Graham,
The parabolic nozzle approximation isn't (in general) parallel to the
axis: the parabola is not of the form f(x) = ax^2 + bx + c, but is
effectively rotated. It's probably better to understand it as a
generalized conic section, which has five free variables, and an
additional discriminant constraint (because it's known to be
parabolic). Interestingly, the discriminant constraint has a square
root, so you may find two parabolas depending on your method.
An interested mathematician might take particular note of the
properties of second-order Bézier curves.
- Peter Hokanson
On Thu, Dec 1, 2016 at 8:56 PM, Zachary Martinez <znm3m8@xxxxxxx> wrote:
I realize that I didn't explain the graph very well. Here is another one
https://www.desmos.com/calculator/ojflgzwncf.
The slider 'a' is our free variable that we are trying to adjust so that the
parabola is perfectly tangent with the circle. In the image it never quite
gets there but a should be somewhere between .9 and 1 for the defaults. I
added a few more sliders for convenience. You put the throat radius in the
slider T, the exit radius in the slider E and the Nozzle length in the
slider L. These are set to 1, 2, 3 respectively for the visualization demo.
Zachary Martinez
Aerospace & Mechanical Engineering
Missouri S&T
On Thu, Dec 1, 2016 at 8:45 PM, Zachary Martinez <znm3m8@xxxxxxx> wrote:
I am going to present the general analytical approach to this problem. The
book seems to use estimations based on previous figures but this is not
perfect. The general approach would be to make the parabola go through the
point Re, Ln and then to make it tangent to the circle.
Next just look at the parabola. It should be symmetric about the center
line so it will be in the form y = ax^2 + c. The equation of a parabola of
this form that goes through the point (Re, Ln) would be as follows Ln =
a(Re^2) + c => c = Ln - aRe^2. The equation of the parabola then becomes
y = ax^2 + Ln - aRe^2
This means that the parabola is now only dependent on one free parameter
a.
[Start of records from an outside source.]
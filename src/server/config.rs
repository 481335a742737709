//! 配置管理模块
//! 负责配置文件的查找、加载、验证以及日志初始化

use crate::util::config::{Config, ConfigLoader, ConfigValidator, ValidationReport};
use crate::util::log::{cleanup_old_logs, log_init_with_config, ConsoleTarget};
use anyhow::Result;
use std::path::{Path, PathBuf};
use tracing::{error, info, warn};
use tracing_appender::non_blocking::WorkerGuard;

pub const CONFIG_FILE_NAME: &str = "config.yaml";

/// 配置管理器
pub struct ConfigManager;

impl ConfigManager {
    /// 加载和验证配置
    pub fn load_and_validate() -> Result<(Config, ValidationReport)> {
        let config_path = Self::find_config_file_path(CONFIG_FILE_NAME);
        Self::load_and_validate_from(&config_path)
    }

    pub fn load_and_validate_from(config_path: &Path) -> Result<(Config, ValidationReport)> {
        let config = match ConfigLoader::load_with_env_overrides(config_path) {
            Ok(config) => config,
            Err(e) => {
                warn!("[warn] 配置文件读取失败: {} - {:#}", config_path.display(), e);
                Self::handle_config_load_failure(config_path)?
            }
        };

        let report = ConfigValidator::validate_all(&config);
        Ok((config, report))
    }

    /// 只读加载：配置文件不存在时使用默认值，不生成模板
    pub fn load_read_only() -> Result<(Config, ValidationReport)> {
        let config_path = Self::find_config_file_path(CONFIG_FILE_NAME);
        Self::load_read_only_from(&config_path)
    }

    pub fn load_read_only_from(config_path: &Path) -> Result<(Config, ValidationReport)> {
        let config = if config_path.exists() {
            ConfigLoader::load_with_env_overrides(config_path)?
        } else {
            ConfigLoader::apply_env_overrides(Config::default())
        };

        let report = ConfigValidator::validate_all(&config);
        Ok((config, report))
    }

    /// 初始化日志系统，并按保留天数清理旧日志
    pub fn initialize_logging(
        config: &Config,
        console: ConsoleTarget,
    ) -> Result<Option<WorkerGuard>> {
        let log_guard = log_init_with_config(&config.logging, console)?;

        if config.logging.file.enabled {
            if let Some(retention_days) = config.logging.file.retention_days.filter(|d| *d > 0) {
                let log_path = Path::new(&config.logging.file.directory);
                if let Err(e) = cleanup_old_logs(log_path, retention_days) {
                    warn!("日志清理失败: {}", e);
                }
            }
        }

        Ok(log_guard)
    }

    /// 输出验证报告
    pub fn log_validation_report(report: &ValidationReport) {
        for error in &report.errors {
            error!(event = "config.validation.error", field = %error.field, message = %error.message);
        }
        for warning in &report.warnings {
            warn!(event = "config.validation.warning", field = %warning.field, message = %warning.message);
        }
        for item in &report.info {
            info!(event = "config.validation.info", field = %item.field, message = %item.message);
        }
    }

    /// 查找配置文件：./config/ → ../config/ → ./
    pub fn find_config_file_path(filename: &str) -> PathBuf {
        let current_dir = std::env::current_dir().unwrap_or_else(|_| PathBuf::from("."));

        let config_in_current = current_dir.join("config").join(filename);
        if config_in_current.exists() {
            return config_in_current;
        }

        // 在 bin/ 目录运行时使用上级目录的 config/
        if let Some(parent) = current_dir.parent() {
            let config_in_parent = parent.join("config").join(filename);
            if config_in_parent.exists() {
                return config_in_parent;
            }
        }

        current_dir.join(filename)
    }

    /// 配置文件不存在时生成模板并使用默认值；存在但无法解析则报错
    fn handle_config_load_failure(config_path: &Path) -> Result<Config> {
        if !config_path.exists() {
            let config = ConfigLoader::apply_env_overrides(Config::default());
            if let Err(write_err) = Config::default().write_yaml_to_path(config_path) {
                warn!("[fail] 创建默认配置文件失败: {}", write_err);
            }
            Ok(config)
        } else {
            Err(anyhow::anyhow!(
                "配置文件解析失败: {}",
                config_path.display()
            ))
        }
    }
}

#[cfg(test)]
mod tests {
    use super::*;

    #[test]
    fn missing_config_writes_template() {
        let dir = tempfile::tempdir().unwrap();
        let path = dir.path().join(CONFIG_FILE_NAME);

        let (config, report) = ConfigManager::load_and_validate_from(&path).unwrap();
        assert!(path.exists());
        assert_eq!(config.export.output_dir, Config::default().export.output_dir);
        assert_eq!(config.metadata, Config::default().metadata);
        assert!(report.is_valid());
    }

    #[test]
    fn read_only_load_never_writes_template() {
        let dir = tempfile::tempdir().unwrap();
        let path = dir.path().join(CONFIG_FILE_NAME);

        let (config, report) = ConfigManager::load_read_only_from(&path).unwrap();
        assert!(!path.exists());
        assert_eq!(config.metadata, Config::default().metadata);
        assert!(report.is_valid());
    }

    #[test]
    fn read_only_load_reads_existing_file() {
        let dir = tempfile::tempdir().unwrap();
        let path = dir.path().join(CONFIG_FILE_NAME);
        std::fs::write(&path, "export:\n  output_dir: public\n").unwrap();

        let (config, _) = ConfigManager::load_read_only_from(&path).unwrap();
        assert_eq!(config.export.output_dir, "public");
    }

    #[test]
    fn validation_errors_log_at_error_level() {
        use std::sync::{Arc, Mutex};
        use tracing::{Event, Level, Subscriber};
        use tracing_subscriber::layer::{Context, SubscriberExt};
        use tracing_subscriber::{Layer, Registry};

        #[derive(Clone, Default)]
        struct LevelRecorder(Arc<Mutex<Vec<Level>>>);

        impl<S: Subscriber> Layer<S> for LevelRecorder {
            fn on_event(&self, event: &Event<'_>, _ctx: Context<'_, S>) {
                self.0.lock().unwrap().push(*event.metadata().level());
            }
        }

        let mut report = ValidationReport::new();
        report.add_error("server.port", "端口不能为0");
        report.add_warning("server.port", "使用了特权端口");

        let recorder = LevelRecorder::default();
        let subscriber = Registry::default().with(recorder.clone());
        tracing::subscriber::with_default(subscriber, || {
            ConfigManager::log_validation_report(&report);
        });

        let levels = recorder.0.lock().unwrap().clone();
        assert_eq!(levels, vec![Level::ERROR, Level::WARN]);
    }

    #[test]
    fn malformed_config_is_an_error() {
        let dir = tempfile::tempdir().unwrap();
        let path = dir.path().join(CONFIG_FILE_NAME);
        std::fs::write(&path, "server: [not, a, map").unwrap();

        assert!(ConfigManager::load_and_validate_from(&path).is_err());
    }

    #[test]
    fn validation_errors_are_reported_not_raised() {
        let dir = tempfile::tempdir().unwrap();
        let path = dir.path().join(CONFIG_FILE_NAME);
        std::fs::write(&path, "api:\n  request_timeout_secs: 0\n").unwrap();

        let (_, report) = ConfigManager::load_and_validate_from(&path).unwrap();
        assert!(report.has_errors());
    }
}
We can now take the derivative as follows
dy/dx = 2ax
Write out the equation for the circle with radius .382Rt. To make it
easier flip the picture and rotate it so that the nozzle is pointing
straight up and in the first quadrant. This equation will take the form
(x - 1.382Rt)^2 + y^2 = (.382Rt)^2
You will need to solve for y:
x^2 - 2.764Rtx + 1.909924Rt^2 +y^2 = 0.145924Rt^2
y = sqrt(-x^2 + 2.764Rtx - 1.764Rt^2)
Taking the derivative:
dy/dx = (1.382-x)/sqrt(-x^2 + 2.764Rtx - 1.764Rt^2)
You can view the progress so far in graphical form here:
https://www.desmos.com/calculator/yj3jvlsmfy
We now need to pick an 'a' value such that the circle will be tangent to
the parabola.
Two conditions must be met at point N (I will refer to this point as (x_0,
y_0)):
y_circle = y_parabola => sqrt(-x_0^2 +
2.764Rtx_0 - 1.764Rt^2) = ax_0^2 + Ln - aRe^2
dy/dx_circle = dy/dx_parabola => 2ax_0 =
(1.382-x)/sqrt(-x^2 + 2.764Rtx - 1.764Rt^2)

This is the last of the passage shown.